▶ _Work to be completed_
Scan the entries below. Return every line that includes "validated".

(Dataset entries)
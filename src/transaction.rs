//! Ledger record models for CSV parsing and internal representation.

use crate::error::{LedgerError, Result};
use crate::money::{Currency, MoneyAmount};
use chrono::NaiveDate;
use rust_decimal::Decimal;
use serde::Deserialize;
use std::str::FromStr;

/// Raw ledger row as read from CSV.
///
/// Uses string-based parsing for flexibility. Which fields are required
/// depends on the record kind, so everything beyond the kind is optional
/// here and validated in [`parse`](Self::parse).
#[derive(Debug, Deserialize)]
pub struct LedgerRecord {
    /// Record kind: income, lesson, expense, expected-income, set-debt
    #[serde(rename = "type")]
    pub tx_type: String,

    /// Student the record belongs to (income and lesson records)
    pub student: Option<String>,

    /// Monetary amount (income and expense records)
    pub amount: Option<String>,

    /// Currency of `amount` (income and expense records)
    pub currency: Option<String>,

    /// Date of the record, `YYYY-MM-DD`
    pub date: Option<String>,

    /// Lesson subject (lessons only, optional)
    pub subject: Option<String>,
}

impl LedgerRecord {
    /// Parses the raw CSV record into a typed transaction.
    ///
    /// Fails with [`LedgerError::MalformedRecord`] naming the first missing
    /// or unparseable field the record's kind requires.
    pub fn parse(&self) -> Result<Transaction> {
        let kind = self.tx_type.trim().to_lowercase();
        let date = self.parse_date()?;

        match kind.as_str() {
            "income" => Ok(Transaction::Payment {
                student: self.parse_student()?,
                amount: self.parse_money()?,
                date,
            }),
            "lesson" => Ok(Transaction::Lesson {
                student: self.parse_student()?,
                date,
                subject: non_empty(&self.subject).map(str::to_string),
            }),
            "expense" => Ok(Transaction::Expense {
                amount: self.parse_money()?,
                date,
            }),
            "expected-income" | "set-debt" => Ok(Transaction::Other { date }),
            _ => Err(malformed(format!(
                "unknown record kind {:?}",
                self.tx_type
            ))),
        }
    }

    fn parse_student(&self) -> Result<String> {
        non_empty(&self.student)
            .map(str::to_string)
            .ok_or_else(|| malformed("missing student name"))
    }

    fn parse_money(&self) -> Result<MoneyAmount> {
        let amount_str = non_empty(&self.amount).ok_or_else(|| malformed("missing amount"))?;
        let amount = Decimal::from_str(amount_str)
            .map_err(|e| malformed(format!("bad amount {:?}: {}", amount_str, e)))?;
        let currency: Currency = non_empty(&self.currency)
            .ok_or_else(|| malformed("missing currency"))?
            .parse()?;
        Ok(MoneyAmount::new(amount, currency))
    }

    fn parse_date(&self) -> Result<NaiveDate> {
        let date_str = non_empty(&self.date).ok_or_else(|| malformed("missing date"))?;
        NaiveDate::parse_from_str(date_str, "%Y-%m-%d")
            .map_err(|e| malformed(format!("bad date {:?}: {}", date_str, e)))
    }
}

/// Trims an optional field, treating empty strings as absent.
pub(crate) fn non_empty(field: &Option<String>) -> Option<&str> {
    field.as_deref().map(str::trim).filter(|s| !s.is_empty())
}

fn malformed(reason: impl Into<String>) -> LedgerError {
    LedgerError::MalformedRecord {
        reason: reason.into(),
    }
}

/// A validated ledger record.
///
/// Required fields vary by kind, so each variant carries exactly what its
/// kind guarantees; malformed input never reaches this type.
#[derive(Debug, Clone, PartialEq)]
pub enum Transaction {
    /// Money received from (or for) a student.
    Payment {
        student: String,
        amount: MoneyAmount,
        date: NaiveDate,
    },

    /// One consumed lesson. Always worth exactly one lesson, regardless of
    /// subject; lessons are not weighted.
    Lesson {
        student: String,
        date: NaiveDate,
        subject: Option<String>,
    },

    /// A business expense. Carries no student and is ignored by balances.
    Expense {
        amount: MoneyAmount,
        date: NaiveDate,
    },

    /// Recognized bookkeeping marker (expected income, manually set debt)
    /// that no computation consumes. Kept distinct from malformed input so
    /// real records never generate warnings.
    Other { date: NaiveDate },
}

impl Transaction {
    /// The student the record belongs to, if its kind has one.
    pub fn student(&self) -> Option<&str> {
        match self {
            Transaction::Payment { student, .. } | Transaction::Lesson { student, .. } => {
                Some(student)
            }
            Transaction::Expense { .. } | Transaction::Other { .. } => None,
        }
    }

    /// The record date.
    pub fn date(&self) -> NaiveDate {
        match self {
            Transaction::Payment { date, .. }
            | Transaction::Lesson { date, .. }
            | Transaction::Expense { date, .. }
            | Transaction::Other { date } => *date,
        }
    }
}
* * *
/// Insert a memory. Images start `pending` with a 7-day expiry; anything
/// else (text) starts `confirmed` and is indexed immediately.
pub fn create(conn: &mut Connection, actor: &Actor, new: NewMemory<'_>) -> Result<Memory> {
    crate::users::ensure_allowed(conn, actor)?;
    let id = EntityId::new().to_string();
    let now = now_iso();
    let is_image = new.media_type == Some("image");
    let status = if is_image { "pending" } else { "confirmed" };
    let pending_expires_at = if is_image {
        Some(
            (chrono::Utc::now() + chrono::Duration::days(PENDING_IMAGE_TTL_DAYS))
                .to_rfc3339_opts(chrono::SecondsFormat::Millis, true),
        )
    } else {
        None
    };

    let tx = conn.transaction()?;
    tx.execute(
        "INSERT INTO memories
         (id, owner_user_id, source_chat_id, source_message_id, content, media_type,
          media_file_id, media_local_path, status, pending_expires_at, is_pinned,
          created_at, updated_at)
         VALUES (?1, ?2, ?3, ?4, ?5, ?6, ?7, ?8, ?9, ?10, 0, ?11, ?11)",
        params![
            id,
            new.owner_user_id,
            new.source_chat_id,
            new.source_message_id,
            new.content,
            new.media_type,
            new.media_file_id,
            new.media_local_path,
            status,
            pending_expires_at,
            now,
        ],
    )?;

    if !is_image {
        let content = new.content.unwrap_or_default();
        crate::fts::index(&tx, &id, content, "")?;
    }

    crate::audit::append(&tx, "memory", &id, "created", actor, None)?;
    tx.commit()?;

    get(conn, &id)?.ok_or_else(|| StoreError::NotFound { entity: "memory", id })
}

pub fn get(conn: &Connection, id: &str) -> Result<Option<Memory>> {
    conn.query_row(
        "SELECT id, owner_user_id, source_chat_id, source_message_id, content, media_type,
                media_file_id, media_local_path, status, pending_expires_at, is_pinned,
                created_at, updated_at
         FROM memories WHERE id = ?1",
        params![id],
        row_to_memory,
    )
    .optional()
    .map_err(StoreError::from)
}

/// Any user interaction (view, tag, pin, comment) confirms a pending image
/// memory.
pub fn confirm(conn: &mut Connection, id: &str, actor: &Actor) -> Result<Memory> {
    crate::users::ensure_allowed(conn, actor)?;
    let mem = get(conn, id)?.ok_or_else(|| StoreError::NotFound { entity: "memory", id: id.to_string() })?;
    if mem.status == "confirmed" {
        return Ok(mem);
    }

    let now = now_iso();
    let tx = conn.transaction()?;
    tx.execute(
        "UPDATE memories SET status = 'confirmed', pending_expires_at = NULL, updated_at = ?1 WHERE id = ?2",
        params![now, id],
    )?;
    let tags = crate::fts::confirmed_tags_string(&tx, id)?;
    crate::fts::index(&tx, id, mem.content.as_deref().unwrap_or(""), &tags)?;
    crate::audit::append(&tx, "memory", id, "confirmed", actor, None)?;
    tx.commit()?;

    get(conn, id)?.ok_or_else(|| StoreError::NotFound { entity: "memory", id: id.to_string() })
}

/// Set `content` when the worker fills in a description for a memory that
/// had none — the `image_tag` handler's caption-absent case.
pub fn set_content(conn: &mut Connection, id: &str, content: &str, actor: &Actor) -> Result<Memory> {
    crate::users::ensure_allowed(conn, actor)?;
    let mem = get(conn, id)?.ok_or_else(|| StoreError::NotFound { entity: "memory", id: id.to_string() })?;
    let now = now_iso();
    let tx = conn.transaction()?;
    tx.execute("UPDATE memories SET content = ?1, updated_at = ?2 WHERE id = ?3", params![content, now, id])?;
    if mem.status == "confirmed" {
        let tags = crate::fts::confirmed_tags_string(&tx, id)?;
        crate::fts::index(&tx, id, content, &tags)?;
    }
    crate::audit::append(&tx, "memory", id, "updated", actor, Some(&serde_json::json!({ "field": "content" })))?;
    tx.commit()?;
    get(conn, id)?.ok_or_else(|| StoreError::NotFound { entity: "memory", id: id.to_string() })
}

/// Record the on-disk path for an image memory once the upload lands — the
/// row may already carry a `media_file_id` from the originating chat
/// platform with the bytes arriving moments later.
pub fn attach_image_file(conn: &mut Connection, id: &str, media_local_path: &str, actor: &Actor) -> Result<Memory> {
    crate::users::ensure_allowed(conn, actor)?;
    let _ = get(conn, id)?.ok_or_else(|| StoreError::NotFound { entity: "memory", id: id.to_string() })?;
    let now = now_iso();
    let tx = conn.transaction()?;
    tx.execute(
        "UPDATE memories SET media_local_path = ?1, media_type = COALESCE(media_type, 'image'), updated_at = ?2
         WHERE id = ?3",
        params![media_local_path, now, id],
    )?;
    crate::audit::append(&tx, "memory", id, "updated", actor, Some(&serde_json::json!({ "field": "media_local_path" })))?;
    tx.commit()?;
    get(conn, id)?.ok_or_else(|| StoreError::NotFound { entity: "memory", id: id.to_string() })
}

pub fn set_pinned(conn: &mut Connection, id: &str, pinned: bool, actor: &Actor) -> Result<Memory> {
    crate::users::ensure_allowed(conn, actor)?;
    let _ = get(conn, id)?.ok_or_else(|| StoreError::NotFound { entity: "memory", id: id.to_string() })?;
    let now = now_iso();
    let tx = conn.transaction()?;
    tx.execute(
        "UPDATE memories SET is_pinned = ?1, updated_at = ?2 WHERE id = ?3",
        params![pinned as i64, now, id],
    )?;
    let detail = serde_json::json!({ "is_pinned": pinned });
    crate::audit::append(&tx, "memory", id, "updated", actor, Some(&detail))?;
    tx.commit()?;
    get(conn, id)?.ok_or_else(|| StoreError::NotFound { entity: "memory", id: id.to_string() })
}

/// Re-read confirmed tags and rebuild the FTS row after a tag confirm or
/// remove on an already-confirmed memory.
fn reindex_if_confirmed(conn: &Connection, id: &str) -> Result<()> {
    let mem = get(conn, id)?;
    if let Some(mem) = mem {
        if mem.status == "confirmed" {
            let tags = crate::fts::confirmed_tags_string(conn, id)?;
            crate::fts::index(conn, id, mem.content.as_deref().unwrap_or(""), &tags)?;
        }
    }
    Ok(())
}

▶ _Result for this task_
/// here and validated in [`parse`](Self::parse).
/// A validated ledger record.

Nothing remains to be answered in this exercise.